Click on Run. To see the evaluation, just right-click on the Evaluate Model, select Evaluation results and then click on Visualize.
The coefficient of determination (also known as R squared value) for motor UPDRS is about 90%. It is a statistical metric indicating how well a model fits the data. For demo purposes this percentage is enough, but depending on the situation in a real case it must be improved.
After some tests we could see that predictions are occuring as expected. Our output on Score Model is returning with two columns (because we were comparing results previously). But now we just want prediction values as output, so let's remove the total_UPDRS column.
To do this, you can remove the Evaluate Model, drag the Select Columns in Dataset item and connect it with the Score Model. The image below shows how it should be:
Now click on Select Columns in Dataset, go to Properties and click on Launch column selector button. On the left, click on With Rules and No Columns. Select Include, column names and enter the Scored Labels column name.

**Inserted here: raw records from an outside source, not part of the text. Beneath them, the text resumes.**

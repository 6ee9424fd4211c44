//! Domain events, their listeners and the event journal

mod dispatcher;
mod event;
mod id;
mod journal;

pub use dispatcher::{EventDispatcher, EventListener, JournalListener, TracingListener};
pub use event::{Event, EventEntry};
pub use id::RunId;
pub use journal::EventJournal;

#[cfg(test)]
pub(crate) use dispatcher::RecordingListener;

Confirm the column name and then click on Run. We finished our training experiment for total UPDRS prediction!
Converting to predictive experiment
Before deploying the web service, it is necessary to convert the training experiment to a predictive experiment. This convertion will add some items, as Web service input and Weeb service output, and remove unnecessary items. Click on Set Up Web Service, then Predictive Web Service [Recommended].
It will automatically convert your training experiment to a predictive experiment, so users can send data to your model and receive your model's predictions. For more information about experiment convertion, see Convert a Machine Learning training experiment to a predictive experiment.
Now Run your predictive experiment. By default, the Web service input item will set all columns of the dataset as input parameters. As we don't want total UPDRS as input (because the prediction have to be an output), we need to change input parameters. Drag a Select Columns in Dataset item, connect it with the Import Data and connect its output port with the right input port of Score Model.
Click on Select Columns in Dataset, go to Properties and click on Launch column selector button. On the left, click on With Rules and All Columns. Select Exclude, column names and enter the total_UPDRS column name. After confirming the column name, click on Run.
If you want to change the Scored Labels column name as output, you can use the Edit Metadata item. Drag and connect it between the Score Model and Web service output.
On Properties, click on Launch column selector button. On With Rules select No Columns, then select Include, column names and enter the Scored Labels column name. Click on the confirm button.
Now click on the Edit Metadata item, go to Properties and enter the output name that you desire in New column names field. Then, click on Run.
Deploying the Machine Learning Web Service
Click on Deploy Web Service and then select Deploy Web Service [New] Preview.
A new page will open and you need to provide a web service name and a price plan. There is a free plan option if you intend to use the web service just for tests. Then, click on Deploy button.
Let's test if the web service is running as expected? When the deploy is complete, a new page will open and you can click on Test Web Service.
Enter the input values and then click on Test Request-Response button.
The web service is working! On the right side you can see the predicted outcome. If you want to integrate the web service with your C#, Python or R application you can click on Consume tab and go to Sample Code section.
As we could see, Azure Machine Learning can be applied in a lot of different scenarios. For predictive analytics, the biggest challenge is defining what learning algorithm you should use and what data are relevant to solve the problem. Dragging items are very intuitive and you don't necessarily need to write code for simple tasks.
In few minutes you can create an amazing predictive analytics solution using the power of cloud computing. Embrace the digital transformation!